Other regulars at the Ark included Joe Tate, leader of the Redlegs, and Bob Kalloch, who sometimes served as bouncer. Kalloch became a key figure in the political struggles that led to the houseboat wars of the mid-70s, while Tate was a front-line combatant, as depicted in the docudrama Last Free Ride.
Valenti and Cipollina formed the Quicksilver Messenger Service, which was a major influence in psychedelic rock. Valenti wrote and sang their two best-known songs, “Fresh Air” and “What About Me?” The blogspot rockprosopography101 states that in April 1968 Quicksilver joined Ace of Cups, Gale Garnett and Gentle Reign, plus many other local groups for a benefit on the pier where the Ark was berthed. Cipollina eventually left the band, but Valenti continued to tour with various iterations of the band through 1979. His career was interrupted when he was busted for drug possession and served a stretch at Folsom State Prison. According to Wikipedia, “to raise money for his defense, he sold the publishing rights for ‘Get Together’ to Frank Werber, the manager of The Kingston Trio.” Werber also owned the Trident in Sausalito at the time.

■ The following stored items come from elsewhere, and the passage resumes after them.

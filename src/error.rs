use axum::{
    http::StatusCode,
    response::{IntoResponse, Response},
    Json,
};
use serde_json::json;
use std::fmt;
use tracing::error;

#[derive(Debug)]
pub enum AppError {
    Database(String),
    Sqlx(sqlx::Error),
    Serialization(serde_json::Error),
    BadRequest(String),
    Internal(String),
    Configuration(String),
}

impl fmt::Display for AppError {
    fn fmt(&self, f: &mut fmt::Formatter<'_>) -> fmt::Result {
        match self {
            AppError::Database(e) => write!(f, "Database error: {}", e),
            AppError::Sqlx(e) => write!(f, "SQL error: {}", e),
            AppError::Serialization(e) => write!(f, "Serialization error: {}", e),
            AppError::BadRequest(e) => write!(f, "Bad request: {}", e),
            AppError::Internal(e) => write!(f, "Internal error: {}", e),
            AppError::Configuration(e) => write!(f, "Configuration error: {}", e),
        }
    }
}

impl std::error::Error for AppError {
    fn source(&self) -> Option<&(dyn std::error::Error + 'static)> {
        match self {
            AppError::Sqlx(e) => Some(e),
            AppError::Serialization(e) => Some(e),
            _ => None,
        }
    }
}

impl From<sqlx::Error> for AppError {
    fn from(err: sqlx::Error) -> Self {
        AppError::Sqlx(err)
    }
}

impl From<serde_json::Error> for AppError {
    fn from(err: serde_json::Error) -> Self {
        AppError::Serialization(err)
    }
}

pub type AppResult<T> = Result<T, AppError>;

impl AppError {
    /// Convert into an HTTP error response.
    ///
    /// Store faults are logged with their full detail and answered with a
    /// generic 500 envelope; only client-caused errors echo their message.
    pub fn to_response(&self) -> (StatusCode, Json<serde_json::Value>) {
        let (status, message) = match self {
            AppError::Database(e) => {
                error!("Database error: {}", e);
                (
                    StatusCode::INTERNAL_SERVER_ERROR,
                    "database operation failed".to_string(),
                )
            }
            AppError::Sqlx(e) => {
                error!("SQL error: {}", e);
                (
                    StatusCode::INTERNAL_SERVER_ERROR,
                    "database operation failed".to_string(),
                )
            }
            AppError::Serialization(e) => {
                error!("Serialization error: {}", e);
                (
                    StatusCode::INTERNAL_SERVER_ERROR,
                    "internal server error".to_string(),
                )
            }
            AppError::BadRequest(e) => (StatusCode::BAD_REQUEST, e.clone()),
            AppError::Internal(e) => {
                error!("Internal error: {}", e);
                (
                    StatusCode::INTERNAL_SERVER_ERROR,
                    "internal server error".to_string(),
                )
            }
            AppError::Configuration(e) => {
                error!("Configuration error: {}", e);
                (
                    StatusCode::INTERNAL_SERVER_ERROR,
                    "internal server error".to_string(),
                )
            }
        };

        (status, Json(json!({ "status": "error", "message": message })))
    }
}

impl IntoResponse for AppError {
    fn into_response(self) -> Response {
        self.to_response().into_response()
    }
}

#[cfg(test)]
mod tests {
    use super::*;

    #[test]
    fn database_errors_map_to_generic_500() {
        let err = AppError::Database("connection refused".to_string());
        let (status, Json(body)) = err.to_response();

        assert_eq!(status, StatusCode::INTERNAL_SERVER_ERROR);
        assert_eq!(body["status"], "error");
        assert_eq!(body["message"], "database operation failed");
    }

    #[test]
    fn bad_request_keeps_its_message() {
        let err = AppError::BadRequest("invalid doctor id: abc".to_string());
        let (status, Json(body)) = err.to_response();

        assert_eq!(status, StatusCode::BAD_REQUEST);
        assert_eq!(body["message"], "invalid doctor id: abc");
    }
}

Powers/Valenti underwent surgery for a cerebral arteriovenous malformation (CAVM) in the late 1980s. In spite of suffering from short-term memory loss and the effects of anti-convulsive medications, he continued to write songs and play with fellow Marin County musicians.
His last major performance was a benefit at San Francisco’s Great American Music Hall. He died suddenly at his home in Santa Rosa, in November 1994.